*** Exercise material Section Begins ***
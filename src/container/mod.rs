// --- File: src/container/mod.rs ---

//! # Container Access
//!
//! Read-only view over a hierarchical weight container: a tree of named
//! groups and numeric datasets, each carrying attributes.
//!
//! The converter only talks to the traits defined here, so any storage that
//! can answer "which attributes, which members, read this dataset" can be
//! converted.
//!
//! ## Backends
//!
//! - [`MemoryGroup`]: in-memory tree, serializable as a JSON snapshot.
//! - `Hdf5File`: HDF5 files written by Keras (feature `hdf5`).
//!
//! ## Example
//!
//! ```ignore
//! use h5weights::container::{Container, ContainerSource, MemoryGroup};
//!
//! let container = ContainerSource::<MemoryGroup>::path("model.json").open_or_adopt()?;
//! let root = container.root()?;
//! ```

pub mod memory;
pub mod tensor;

#[cfg(feature = "hdf5")]
pub mod hdf5_file;

pub use memory::{MemoryGroup, MemoryNode};
pub use tensor::{ArrayValues, DType, Tensor};

#[cfg(feature = "hdf5")]
pub use hdf5_file::Hdf5File;

use serde::{Deserialize, Serialize};
use std::path::{Path, PathBuf};
use thiserror::Error;

/// Errors raised while reading from a container backend.
#[derive(Error, Debug)]
pub enum ContainerError {
    #[error("I/O error: {0}")]
    Io(#[from] std::io::Error),

    #[error("JSON error: {0}")]
    Json(#[from] serde_json::Error),

    #[error("Name is not valid UTF-8: {0}")]
    InvalidName(#[from] std::string::FromUtf8Error),

    #[error("Unsupported data type: {0}")]
    UnsupportedDtype(String),

    #[error("Shape {shape:?} does not match {len} elements")]
    ShapeMismatch { shape: Vec<usize>, len: usize },

    #[error("Container backend error: {0}")]
    Backend(String),
}

pub type ContainerResult<T> = std::result::Result<T, ContainerError>;

/// A piece of text as it is stored in the container.
///
/// Producers write names either as UTF-8 strings or as raw byte strings;
/// both are turned into text by [`RawText::to_text`] before they reach any output.
#[derive(Debug, Clone, PartialEq, Eq, Serialize, Deserialize)]
pub enum RawText {
    Utf8(String),
    Bytes(Vec<u8>),
}

impl RawText {
    /// Decodes the stored value into text.
    pub fn to_text(&self) -> ContainerResult<String> {
        match self {
            RawText::Utf8(s) => Ok(s.clone()),
            RawText::Bytes(bytes) => {
                // Fixed-length strings are padded with NULs.
                let end = bytes.iter().rposition(|&b| b != 0).map_or(0, |i| i + 1);
                Ok(String::from_utf8(bytes[..end].to_vec())?)
            }
        }
    }
}

impl From<&str> for RawText {
    fn from(s: &str) -> Self {
        RawText::Utf8(s.to_string())
    }
}

impl From<String> for RawText {
    fn from(s: String) -> Self {
        RawText::Utf8(s)
    }
}

impl From<Vec<u8>> for RawText {
    fn from(bytes: Vec<u8>) -> Self {
        RawText::Bytes(bytes)
    }
}

/// Value of an attribute attached to a group.
#[derive(Debug, Clone, PartialEq, Serialize, Deserialize)]
pub enum AttrValue {
    /// A single string.
    Scalar(RawText),
    /// An ordered sequence of strings, e.g. `layer_names`.
    List(Vec<RawText>),
    /// Anything that is not text; only its description is kept.
    NonText(String),
}

impl AttrValue {
    /// Decodes a scalar attribute into text.
    ///
    /// Returns `None` when the attribute is not a single string.
    pub fn to_text(&self) -> ContainerResult<Option<String>> {
        match self {
            AttrValue::Scalar(raw) => raw.to_text().map(Some),
            AttrValue::List(items) if items.len() == 1 => items[0].to_text().map(Some),
            _ => Ok(None),
        }
    }

    /// Decodes a list attribute into ordered text values.
    ///
    /// A scalar is treated as a one-element list. Returns `None` for non-text values.
    pub fn to_text_list(&self) -> ContainerResult<Option<Vec<String>>> {
        match self {
            AttrValue::Scalar(raw) => Ok(Some(vec![raw.to_text()?])),
            AttrValue::List(items) => items
                .iter()
                .map(RawText::to_text)
                .collect::<ContainerResult<Vec<_>>>()
                .map(Some),
            AttrValue::NonText(_) => Ok(None),
        }
    }
}

/// Structural kind of a group member, resolved once when the member is looked up.
#[derive(Debug)]
pub enum NodeKind<G, D> {
    Group(G),
    Leaf(D),
    /// Neither group nor dataset (named datatype, dangling link, ...).
    Other(String),
}

/// Read access to a dataset.
pub trait Dataset {
    /// Reads the whole dataset into memory.
    fn read(&self) -> ContainerResult<Tensor>;
}

/// Read access to a group.
pub trait Group: Sized {
    type Dataset: Dataset;

    /// Name of the group, used in diagnostics.
    fn name(&self) -> String;

    /// Looks up an attribute by name. `Ok(None)` means it is absent.
    fn attr(&self, name: &str) -> ContainerResult<Option<AttrValue>>;

    /// Member names in the container's natural order.
    fn member_names(&self) -> ContainerResult<Vec<String>>;

    /// Looks up a member by name. `Ok(None)` means it is absent.
    fn member(&self, name: &str) -> ContainerResult<Option<NodeKind<Self, Self::Dataset>>>;

    /// Looks up a member that must be a group.
    fn group(&self, name: &str) -> ContainerResult<Option<Self>> {
        Ok(match self.member(name)? {
            Some(NodeKind::Group(group)) => Some(group),
            _ => None,
        })
    }
}

/// An openable container whose root is a [`Group`].
pub trait Container: Sized {
    type Root<'a>: Group
    where
        Self: 'a;

    /// Opens the container at `path` read-only.
    fn open(path: &Path) -> ContainerResult<Self>;

    /// Root group of the container.
    fn root(&self) -> ContainerResult<Self::Root<'_>>;
}

/// Either an already opened container or a path to open.
#[derive(Debug)]
pub enum ContainerSource<C> {
    Open(C),
    Path(PathBuf),
}

impl<C: Container> ContainerSource<C> {
    pub fn path<P: AsRef<Path>>(path: P) -> Self {
        ContainerSource::Path(path.as_ref().to_path_buf())
    }

    /// Returns the adopted handle, or opens the path read-only.
    ///
    /// The caller owns the returned handle; dropping it releases the file.
    pub fn open_or_adopt(self) -> ContainerResult<C> {
        match self {
            ContainerSource::Open(container) => Ok(container),
            ContainerSource::Path(path) => {
                log::info!("Opening container {}", path.display());
                C::open(&path)
            }
        }
    }
}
*** Exercise material Section Ends ***
Exercise description: Only lines with the word "derive" are wanted. Find and copy them from the records above.

Reply:
#[derive(Error, Debug)]
#[derive(Debug, Clone, PartialEq, Eq, Serialize, Deserialize)]
#[derive(Debug, Clone, PartialEq, Serialize, Deserialize)]
#[derive(Debug)]
#[derive(Debug)]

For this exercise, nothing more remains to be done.